The difficulty in finding and determining a metalink is to decide how general this
metalink is. It cannot be too detailed, otherwise, its instances will not contain useful
information, but degrade to just a record in database table. It cannot be too general either,
e.g. ‘RELATE_TO’ is a metalink, but since almost every topic can relate to every other
topic through certain ways, and it lost its meaning too. The criteria in defining a metalink
can hardly be explained explicitly in words, but more out of instinct logical feelings.

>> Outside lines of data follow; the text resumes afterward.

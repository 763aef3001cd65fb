use crate::domain::model::WebhookGrant;
use serde_json::{Map, Value};

/// Accepted names for the webhook URL, highest precedence first.
pub const WEBHOOK_URL_KEYS: [&str; 3] = ["webhook", "webhookUrl", "webhook_url"];

/// Accepted names for the access token, highest precedence first.
pub const ACCESS_TOKEN_KEYS: [&str; 3] = ["accessToken", "access_token", "token"];

/// First candidate key holding a non-empty string. `null`, empty strings and
/// non-string values all count as absent.
pub fn first_present<'a>(object: &'a Map<String, Value>, candidates: &[&str]) -> Option<&'a str> {
    candidates
        .iter()
        .filter_map(|key| object.get(*key).and_then(Value::as_str))
        .find(|value| !value.is_empty())
}

/// Candidate keys that are present but hold something other than a string or
/// `null`, e.g. `"accessToken": 42`.
pub fn mistyped_candidates<'a>(object: &Map<String, Value>, candidates: &[&'a str]) -> Vec<&'a str> {
    candidates
        .iter()
        .copied()
        .filter(|key| matches!(object.get(*key), Some(value) if !value.is_string() && !value.is_null()))
        .collect()
}

impl WebhookGrant {
    pub fn from_response(object: &Map<String, Value>) -> Self {
        for key in mistyped_candidates(object, &WEBHOOK_URL_KEYS)
            .into_iter()
            .chain(mistyped_candidates(object, &ACCESS_TOKEN_KEYS))
        {
            tracing::warn!("⚠️ Ignoring '{}' in generateWebhook response: not a string", key);
        }

        Self {
            webhook_url: first_present(object, &WEBHOOK_URL_KEYS).map(str::to_string),
            access_token: first_present(object, &ACCESS_TOKEN_KEYS).map(str::to_string),
        }
    }
}

#[cfg(test)]
mod tests {
    use super::*;
    use serde_json::json;

    fn object(value: Value) -> Map<String, Value> {
        match value {
            Value::Object(map) => map,
            _ => panic!("expected a JSON object"),
        }
    }

    #[test]
    fn test_each_alternate_name_is_accepted() {
        for (url_key, token_key) in WEBHOOK_URL_KEYS.iter().zip(ACCESS_TOKEN_KEYS.iter()) {
            let mut body = Map::new();
            body.insert(url_key.to_string(), json!("https://hook"));
            body.insert(token_key.to_string(), json!("secret"));
            let grant = WebhookGrant::from_response(&body);
            assert_eq!(grant.webhook_url.as_deref(), Some("https://hook"), "{}", url_key);
            assert_eq!(grant.access_token.as_deref(), Some("secret"), "{}", token_key);
        }
    }

    #[test]
    fn test_first_listed_name_wins() {
        let body = object(json!({
            "webhook_url": "https://third",
            "webhookUrl": "https://second",
            "webhook": "https://first",
            "token": "c",
            "access_token": "b",
            "accessToken": "a"
        }));
        let grant = WebhookGrant::from_response(&body);
        assert_eq!(grant.webhook_url.as_deref(), Some("https://first"));
        assert_eq!(grant.access_token.as_deref(), Some("a"));
    }

    #[test]
    fn test_empty_and_null_values_fall_through() {
        let body = object(json!({
            "webhook": "",
            "webhookUrl": null,
            "webhook_url": "https://third",
            "accessToken": 42,
            "access_token": "",
            "token": "t"
        }));
        let grant = WebhookGrant::from_response(&body);
        assert_eq!(grant.webhook_url.as_deref(), Some("https://third"));
        assert_eq!(grant.access_token.as_deref(), Some("t"));
    }

    #[test]
    fn test_mistyped_candidates_are_reported() {
        let body = object(json!({
            "webhook": ["https://hook"],
            "webhookUrl": null,
            "webhook_url": "https://third",
            "accessToken": 42,
            "token": { "value": "t" }
        }));

        assert_eq!(mistyped_candidates(&body, &WEBHOOK_URL_KEYS), vec!["webhook"]);
        assert_eq!(
            mistyped_candidates(&body, &ACCESS_TOKEN_KEYS),
            vec!["accessToken", "token"]
        );

        let grant = WebhookGrant::from_response(&body);
        assert_eq!(grant.webhook_url.as_deref(), Some("https://third"));
        assert_eq!(grant.access_token, None);
    }

    #[test]
    fn test_missing_fields_yield_none() {
        let body = object(json!({ "status": "ok", "webhook": "" }));
        assert_eq!(WebhookGrant::from_response(&body), WebhookGrant::default());
    }
}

The instantiation of metalink, in another word, searching a pair of topics that are
related by the metalink, arise issues too. We need to take into consideration of the sources
(articles in our projects) of these topics. For example, for metalink ‘IS_IN’, one instance is
an engine IS_IN a car. Both topic engine and topic car have some sources associated with
them, and any source for topic engine should relate to any source for topic car by ‘IS_IN’.
However, not every match of two sources like this is meaningful or useful. A source of
engine may devote to a specific model of engine, e.g. model c01 or c02, and a source of car
may devote to a specific model of car, e.g. Honda civic, and Honda civic only uses engine
model c01, but not c02. So the match of source of engine c02 and source for car Honda
civic does not fit in metalink ‘IS_IN’. In the earlier report, we came up a solution that adds
an applicable level of certain metalink instance. In this example, "an engine is IS_IN a car"
only applies to sources about general engine and general car. When both sources get more
detailed, model c02 for engine and Honda civic for car, the metalink instance need to be
more specific too, e.g. "an c01 engine is in a Honda civic car", and all the sources about
c01 engine and Honda civic car can be paired up. However, we found this solution
complicates things, and it’s hard to decide which instance should have this ‘applicable
level’ and which not. So now, if an instance of a metalink has above issue, we don’t
include it as a legitimate instance of the metalink.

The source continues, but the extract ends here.